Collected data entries
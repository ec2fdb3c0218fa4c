use crate::api::StorydeckClient;
use crate::models::app_state::AppState;
use crate::routes::MainRoute;
use crate::session::{self, StoredCredentials};
use shared::models::{
    AuthResponse, LoginRequest, SignupRequest, validate_password, validate_required,
    validate_username,
};
use wasm_bindgen_futures::spawn_local;
use web_sys::HtmlInputElement;
use yew::prelude::*;
use yew_router::hooks::use_navigator;
use yewdux::prelude::use_store;

fn oninput_to(handle: &UseStateHandle<String>) -> Callback<InputEvent> {
    let handle = handle.clone();
    Callback::from(move |event: InputEvent| {
        if let Some(input) = event.target_dyn_into::<HtmlInputElement>() {
            handle.set(input.value());
        }
    })
}

/// Login and account-creation forms.
///
/// Successful authentication installs the token on the shared client, writes
/// the local-storage mirror, replaces the session state, and navigates home.
/// Failures surface as inline alerts; nothing reloads the page.
#[function_component(LoginPage)]
pub fn login_page() -> Html {
    let (_state, dispatch) = use_store::<AppState>();
    let navigator = use_navigator();

    let login_username = use_state(String::new);
    let login_password = use_state(String::new);
    let login_error = use_state(|| None::<String>);
    let login_busy = use_state(|| false);

    let signup_name = use_state(String::new);
    let signup_username = use_state(String::new);
    let signup_password = use_state(String::new);
    let signup_error = use_state(|| None::<String>);
    let signup_busy = use_state(|| false);

    let finish_auth = {
        let dispatch = dispatch.clone();
        let navigator = navigator.clone();
        Callback::from(move |response: AuthResponse| {
            let AuthResponse { token, user } = response;
            session::save(&StoredCredentials {
                token: token.clone(),
                username: user.username.clone(),
            });
            dispatch.set(AppState::logged_in(user, token));
            if let Some(ref nav) = navigator {
                nav.push(&MainRoute::Home);
            }
        })
    };

    let on_login_submit = {
        let username = login_username.clone();
        let password = login_password.clone();
        let error = login_error.clone();
        let busy = login_busy.clone();
        let finish_auth = finish_auth.clone();
        Callback::from(move |event: SubmitEvent| {
            event.prevent_default();
            let request = LoginRequest {
                username: (*username).clone(),
                password: (*password).clone(),
            };
            busy.set(true);
            error.set(None);
            let error = error.clone();
            let busy = busy.clone();
            let finish_auth = finish_auth.clone();
            spawn_local(async move {
                let client = StorydeckClient::shared();
                match client.login(&request).await {
                    Ok(response) => finish_auth.emit(response),
                    Err(err) => error.set(Some(err.user_message())),
                }
                busy.set(false);
            });
        })
    };

    let on_signup_submit = {
        let name = signup_name.clone();
        let username = signup_username.clone();
        let password = signup_password.clone();
        let error = signup_error.clone();
        let busy = signup_busy.clone();
        let finish_auth = finish_auth.clone();
        Callback::from(move |event: SubmitEvent| {
            event.prevent_default();
            let request = SignupRequest {
                name: (*name).clone(),
                username: (*username).clone(),
                password: (*password).clone(),
            };
            busy.set(true);
            error.set(None);
            let error = error.clone();
            let busy = busy.clone();
            let finish_auth = finish_auth.clone();
            spawn_local(async move {
                let client = StorydeckClient::shared();
                match client.signup(&request).await {
                    Ok(response) => finish_auth.emit(response),
                    Err(err) => error.set(Some(err.user_message())),
                }
                busy.set(false);
            });
        })
    };

    let login_invalid = validate_username(&login_username).is_err()
        || validate_required(&login_password).is_err();
    let disable_login = login_invalid || *login_busy;

    let signup_invalid = validate_required(&signup_name).is_err()
        || validate_username(&signup_username).is_err()
        || validate_password(&signup_password).is_err();
    let disable_signup = signup_invalid || *signup_busy;

    html! {
        <div class="flex flex-wrap items-start justify-center gap-6 min-h-screen bg-base-200 p-6">
            <div class="card w-full max-w-md shadow-lg bg-base-100">
                <form class="card-body" onsubmit={on_login_submit}>
                    <h2 class="card-title text-2xl">{"Sign in"}</h2>
                    if let Some(message) = &*login_error {
                        <div class="alert alert-error">
                            <span>{message.clone()}</span>
                        </div>
                    }
                    <div class="form-control">
                        <label class="label" for="login-username">
                            <span class="label-text">{"Username"}</span>
                        </label>
                        <input
                            id="login-username"
                            class="input input-bordered"
                            type="text"
                            required=true
                            value={(*login_username).clone()}
                            oninput={oninput_to(&login_username)}
                        />
                    </div>
                    <div class="form-control">
                        <label class="label" for="login-password">
                            <span class="label-text">{"Password"}</span>
                        </label>
                        <input
                            id="login-password"
                            class="input input-bordered"
                            type="password"
                            required=true
                            value={(*login_password).clone()}
                            oninput={oninput_to(&login_password)}
                        />
                    </div>
                    <div class="form-control mt-6">
                        <button class="btn btn-primary" type="submit" disabled={disable_login}>
                            {if *login_busy { "Signing in..." } else { "Sign in" }}
                        </button>
                    </div>
                </form>
            </div>

            <div class="card w-full max-w-md shadow-lg bg-base-100">
                <form class="card-body" onsubmit={on_signup_submit}>
                    <h2 class="card-title text-2xl">{"Create account"}</h2>
                    if let Some(message) = &*signup_error {
                        <div class="alert alert-error">
                            <span>{message.clone()}</span>
                        </div>
                    }
                    <div class="form-control">
                        <label class="label" for="signup-name">
                            <span class="label-text">{"Name"}</span>
                        </label>
                        <input
                            id="signup-name"
                            class="input input-bordered"
                            type="text"
                            required=true
                            value={(*signup_name).clone()}
                            oninput={oninput_to(&signup_name)}
                        />
                    </div>
                    <div class="form-control">
                        <label class="label" for="signup-username">
                            <span class="label-text">{"Username"}</span>
                        </label>
                        <input
                            id="signup-username"
                            class="input input-bordered"
                            type="text"
                            required=true
                            value={(*signup_username).clone()}
                            oninput={oninput_to(&signup_username)}
                        />
                    </div>
                    <div class="form-control">
                        <label class="label" for="signup-password">
                            <span class="label-text">{"Password"}</span>
                        </label>
                        <input
                            id="signup-password"
                            class="input input-bordered"
                            type="password"
                            required=true
                            value={(*signup_password).clone()}
                            oninput={oninput_to(&signup_password)}
                        />
                    </div>
                    <div class="form-control mt-6">
                        <button class="btn btn-secondary" type="submit" disabled={disable_signup}>
                            {if *signup_busy { "Creating account..." } else { "Create account" }}
                        </button>
                    </div>
                </form>
            </div>
        </div>
    }
}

About this exercise: Working from the entries above, return all lines that contain "Create".

Your response:
                    <h2 class="card-title text-2xl">{"Create account"}</h2>
                            {if *signup_busy { "Creating account..." } else { "Create account" }}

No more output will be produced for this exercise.